It’s well known that the human gut is a thriving bacterial ecosystem—not to mention the skin, lungs, and various other parts of the body. But the breadth and depth of microbes’ participation in many systems on the planet are still not widely understood. For instance, there is evidence that there are microbes in the clouds, hitching thousand-mile rides through the atmosphere and helping to cause rain or snow along the way.
Some of these cloud microbes seem to come from the soil, but others are likely rising up out of the ocean, a riotous soup of bacteria and viruses. In a new study in Nature Communications, researchers used a 13,000-liter tank of seawater to observe what microbial species are in the water and which manage to become airborne in sea spray, thus launching themselves into the atmosphere.
The work was intended to help answer a long-standing question: Exactly how do microbes rising out of the ocean connect to the planet’s climate? Substances released from the ocean may help manage global temperature, according to Kim Prather, an atmospheric chemist at the University of California, San Diego, who has pioneered the study of microbes in the sky. “If you put out different types of spray, you could make clouds that are brighter and whiter to cool things down,” she says. “Depending on what comes out of the ocean, it could really change the temperature of the planet.”
For the experiment, Prather’s team drew thousands of gallons of water from the Pacific into a long, enclosed tank in a lab, where the atmosphere had been carefully filtered so that the only microbes in it would come from the water. The researchers encouraged the organisms to grow, provoked wind and waves, and sampled furiously from the resulting spray. They performed a quick genetic test to identify what was in there, and found that indeed, not everything that lived in the ocean was making it out.

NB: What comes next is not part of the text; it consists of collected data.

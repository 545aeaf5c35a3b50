//! Projection of provider responses into citation records.

use std::fmt;

use chrono::{DateTime, Datelike, NaiveDate, Utc};
use regex::Captures;
use serde::{Deserialize, Serialize};
use serde_json::Value;

use crate::address::Separators;
use crate::code::normalize_base;
use crate::config::{placeholder_pattern, Settings};
use crate::error::{CiteError, Result};
use crate::record::{CitationRecord, FieldValue, IdKind, ADD_DATE_FIELD, TYPE_FIELD};
use crate::text::{self, TitleStyle};

/// The metadata services a record can come from.
#[derive(Debug, Clone, Copy, PartialEq, Eq, Hash, Serialize, Deserialize)]
#[serde(rename_all = "lowercase")]
pub enum ProviderKind {
    /// Crossref works API (DOIs).
    Crossref,
    /// Open Library search API (ISBNs).
    OpenLibrary,
    /// Google Books volumes API (ISBNs).
    GoogleBooks,
}

impl ProviderKind {
    /// Every provider, in a fixed order.
    pub const ALL: [Self; 3] = [Self::Crossref, Self::OpenLibrary, Self::GoogleBooks];

    /// Lowercase name used in settings and cassettes.
    #[must_use]
    pub fn name(self) -> &'static str {
        match self {
            Self::Crossref => "crossref",
            Self::OpenLibrary => "openlibrary",
            Self::GoogleBooks => "googlebooks",
        }
    }

    /// The identifier kind this provider resolves.
    #[must_use]
    pub fn id_kind(self) -> IdKind {
        match self {
            Self::Crossref => IdKind::Doi,
            Self::OpenLibrary | Self::GoogleBooks => IdKind::Isbn,
        }
    }

    /// Checks a raw response body and returns the part projection runs on.
    ///
    /// Crossref answers are unwrapped from their `message` envelope. Open
    /// Library and Google Books answers are accepted only when they report
    /// exactly one match.
    #[must_use]
    pub fn accept(self, response: Value) -> Option<Value> {
        match self {
            Self::Crossref => match response {
                Value::Object(mut map) => map.remove("message").filter(Value::is_object),
                _ => None,
            },
            Self::OpenLibrary => exactly_one(response, "numFound"),
            Self::GoogleBooks => exactly_one(response, "totalItems"),
        }
    }

    /// Whether `header` has a post-processing rule for this provider.
    #[must_use]
    pub fn postprocesses(self, header: &str) -> bool {
        match self {
            Self::Crossref => matches!(header, "title" | "day" | "abstract" | "type"),
            Self::OpenLibrary | Self::GoogleBooks => {
                matches!(header, "title" | "author" | "year" | "month" | "day" | "type")
            }
        }
    }
}

impl fmt::Display for ProviderKind {
    fn fmt(&self, f: &mut fmt::Formatter<'_>) -> fmt::Result {
        f.write_str(self.name())
    }
}

fn exactly_one(response: Value, count_key: &str) -> Option<Value> {
    (response.get(count_key).and_then(Value::as_u64) == Some(1)).then_some(response)
}

/// Which part of a date a field holds.
#[derive(Debug, Clone, Copy)]
enum DatePart {
    Year,
    Month,
    Day,
}

impl DatePart {
    fn of(header: &str) -> Option<Self> {
        match header {
            "year" => Some(Self::Year),
            "month" => Some(Self::Month),
            "day" => Some(Self::Day),
            _ => None,
        }
    }

    fn pick(self, date: NaiveDate) -> i64 {
        match self {
            Self::Year => i64::from(date.year()),
            Self::Month => i64::from(date.month()),
            Self::Day => i64::from(date.day()),
        }
    }
}

/// Builds records from provider responses according to [`Settings`].
pub struct Projector<'a> {
    settings: &'a Settings,
}

impl<'a> Projector<'a> {
    /// Creates a projector over `settings`.
    #[must_use]
    pub fn new(settings: &'a Settings) -> Self {
        Self { settings }
    }

    fn separators(&self) -> Separators<'a> {
        Separators {
            array: &self.settings.ledger.array_separator,
            concat: &self.settings.ledger.concat_separator,
        }
    }

    /// Projects an accepted `response` from `kind` into a record.
    ///
    /// Every info header starts missing; `add-date` is `now`, the identifier
    /// column holds the normalized identifier, and each configured field is
    /// resolved (and post-processed when its address ends in `@`). A missing
    /// `type` falls back to `article` for DOIs and `book` for ISBNs.
    ///
    /// # Errors
    ///
    /// Returns [`CiteError::AddressFormat`] when an address does not fit the
    /// response, and [`CiteError::Config`] when an `@` field has no rule.
    pub fn project(
        &self,
        kind: ProviderKind,
        response: &Value,
        identifier: &str,
        now: DateTime<Utc>,
    ) -> Result<CitationRecord> {
        let seps = self.separators();
        let mut record = CitationRecord::default();
        for header in &self.settings.info_headers {
            record.set(header.as_str(), FieldValue::Missing);
        }
        record.set(ADD_DATE_FIELD, now.format("%Y-%m-%dT%H:%M:%S").to_string());

        for (header, address) in self.settings.providers.rules(kind).addresses()? {
            let resolved = address.resolve(response, seps)?;
            let value = match resolved.value {
                None => FieldValue::Missing,
                Some(data) if resolved.needs_postprocessing => {
                    self.postprocess(kind, header, &data)?
                }
                Some(data) => FieldValue::from_json(&data, seps.array),
            };
            record.set(header, value);
        }

        let id_kind = kind.id_kind();
        record.set(id_kind.field(), text::format_identifier(identifier, id_kind));
        if !record.has(TYPE_FIELD) {
            record.set(TYPE_FIELD, id_kind.default_type());
        }
        Ok(record)
    }

    fn postprocess(&self, kind: ProviderKind, header: &str, data: &Value) -> Result<FieldValue> {
        let ledger = &self.settings.ledger;
        let style = TitleStyle {
            title_case: ledger.title_case_titles,
            lower_all_caps: ledger.lower_case_all_caps_titles,
        };
        let fallback = || FieldValue::from_json(data, &ledger.array_separator);

        let value = match (kind, header) {
            (ProviderKind::Crossref, "title") | (ProviderKind::OpenLibrary, "title") => {
                data.as_str().map_or_else(fallback, |s| text::format_title(s, style).into())
            }
            (ProviderKind::GoogleBooks, "title") => data.as_str().map_or_else(fallback, |s| {
                text::format_title(&s.replace(&ledger.concat_separator, ": "), style).into()
            }),
            (ProviderKind::Crossref, "day") => match data.as_array().map(Vec::as_slice) {
                Some([_, _, day]) => FieldValue::from_json(day, &ledger.array_separator),
                _ => FieldValue::Missing,
            },
            (ProviderKind::Crossref, "abstract") => {
                data.as_str().map_or_else(fallback, |s| text::clean_markup(s).into())
            }
            (ProviderKind::Crossref, "type") => match data.as_str() {
                Some("journal-article") => "article".into(),
                _ => fallback(),
            },
            (ProviderKind::OpenLibrary | ProviderKind::GoogleBooks, "author") => {
                self.format_authors(data)
            }
            (ProviderKind::OpenLibrary, "type") => match data.as_str() {
                Some("work") => "book".into(),
                _ => fallback(),
            },
            (ProviderKind::GoogleBooks, "type") => match data.as_str() {
                Some("books#volume") => "book".into(),
                _ => fallback(),
            },
            (ProviderKind::OpenLibrary, _) if DatePart::of(header).is_some() => {
                let part = DatePart::of(header).unwrap_or(DatePart::Year);
                match data {
                    Value::Number(n) => n.as_i64().map_or(FieldValue::Missing, FieldValue::Int),
                    Value::String(s) => open_library_date(s, part),
                    _ => FieldValue::Missing,
                }
            }
            (ProviderKind::GoogleBooks, _) if DatePart::of(header).is_some() => {
                let part = DatePart::of(header).unwrap_or(DatePart::Year);
                data.as_str().map_or(FieldValue::Missing, |s| iso_date_part(s, part))
            }
            _ => {
                return Err(CiteError::Config(format!(
                    "{kind} has no post-processing rule for \"{header}\""
                )))
            }
        };
        Ok(value)
    }

    fn format_authors(&self, data: &Value) -> FieldValue {
        let ledger = &self.settings.ledger;
        let names: Vec<&str> = match data {
            Value::Array(items) => items.iter().filter_map(Value::as_str).collect(),
            Value::String(s) => vec![s.as_str()],
            _ => Vec::new(),
        };
        if names.is_empty() {
            return FieldValue::Missing;
        }
        text::format_names(&names, &ledger.array_separator, &ledger.concat_separator).into()
    }

    /// Computes the base code for a new record.
    ///
    /// A custom base wins. Otherwise `code_format` is rendered: `<field>`
    /// becomes the field's cell text (the missing sentinel when absent) and
    /// `<firstauthor.family>` / `<firstauthor.given>` come from the first
    /// `author` entry. The result is normalized.
    #[must_use]
    pub fn base_code(&self, record: &CitationRecord, custom: Option<&str>) -> String {
        if let Some(custom) = custom {
            return normalize_base(custom);
        }
        let ledger = &self.settings.ledger;
        let missing = ledger.missing.as_str();
        let first_author = record
            .text("author")
            .and_then(|authors| authors.split(ledger.array_separator.as_str()).next())
            .map(str::trim)
            .filter(|name| !name.is_empty());
        let (family, given) = match first_author {
            Some(name) => name
                .split_once(ledger.concat_separator.as_str())
                .map_or((name, missing), |(family, given)| (family, given)),
            None => (missing, missing),
        };
        let rendered =
            placeholder_pattern().replace_all(&ledger.code_format, |caps: &Captures<'_>| {
                match &caps[1] {
                    "firstauthor.family" => family.to_string(),
                    "firstauthor.given" => given.to_string(),
                    field => record.get(field).to_cell(missing),
                }
            });
        normalize_base(&rendered)
    }
}

/// Date formats Open Library uses for `publish_date`.
const OPEN_LIBRARY_DATES: [&str; 4] = ["%b %d, %Y", "%B %d, %Y", "%Y-%m-%d", "%d %B %Y"];

fn open_library_date(raw: &str, part: DatePart) -> FieldValue {
    let raw = raw.trim();
    if let Some(date) =
        OPEN_LIBRARY_DATES.iter().find_map(|fmt| NaiveDate::parse_from_str(raw, fmt).ok())
    {
        return FieldValue::Int(part.pick(date));
    }
    // Month-precision dates ("March 2001", "Mar 2001", "2001-03") carry no day.
    let month_only = ["%d %B %Y", "%d %b %Y"]
        .iter()
        .find_map(|fmt| NaiveDate::parse_from_str(&format!("1 {raw}"), fmt).ok())
        .or_else(|| NaiveDate::parse_from_str(&format!("{raw}-01"), "%Y-%m-%d").ok());
    match (month_only, part) {
        (Some(date), DatePart::Year | DatePart::Month) => FieldValue::Int(part.pick(date)),
        (None, DatePart::Year) => {
            raw.parse::<i64>().map_or(FieldValue::Missing, FieldValue::Int)
        }
        _ => {
            tracing::debug!(date = raw, "unrecognized publish date");
            FieldValue::Missing
        }
    }
}

fn iso_date_part(raw: &str, part: DatePart) -> FieldValue {
    let index = match part {
        DatePart::Year => 0,
        DatePart::Month => 1,
        DatePart::Day => 2,
    };
    raw.split('-')
        .nth(index)
        .and_then(|piece| piece.trim().parse::<i64>().ok())
        .map_or(FieldValue::Missing, FieldValue::Int)
}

In particular, certain groups of bacteria were much more likely to rise into spray than others. Corynebacterium, of a type often found on the skin of people living around Prather’s university in San Diego, she says, was found to be more prominent in the spray than it was in the water, for instance. When the researchers dug into why, they found that these particular bacteria have cell-wall components that repel water. “These guys have waxy walls,” Prather says. “Of course they’re going to get out.” Viruses that were encased in fat-containing membranes managed to leave easily as well.
Now that the researchers have scratched the surface of what gets up into sea spray, the issue becomes whether these same microbes are the ones that have been found in clouds. Prather says that the organisms up there have not yet been fully identified, but gathering more samples with balloons or specialized planes is a plausible next step. The group also plans to repeat the sea-spray experiments using seawater from different times of year, or seawater inoculated with cultures of sea-going microbes from elsewhere in the world, to see how the results change.
Another route will be to pump in different amounts of carbon dioxide into the tube’s air to study the effects of the rising levels in Earth’s atmosphere. “One of the questions is, what happens to the microbes—what happens to all these processes—when you get to a more enriched CO2 atmosphere? What happens when we hit 600 parts per million, which we will?” says Prather. “We want to do those experiments now, so we can predict where we’re going.”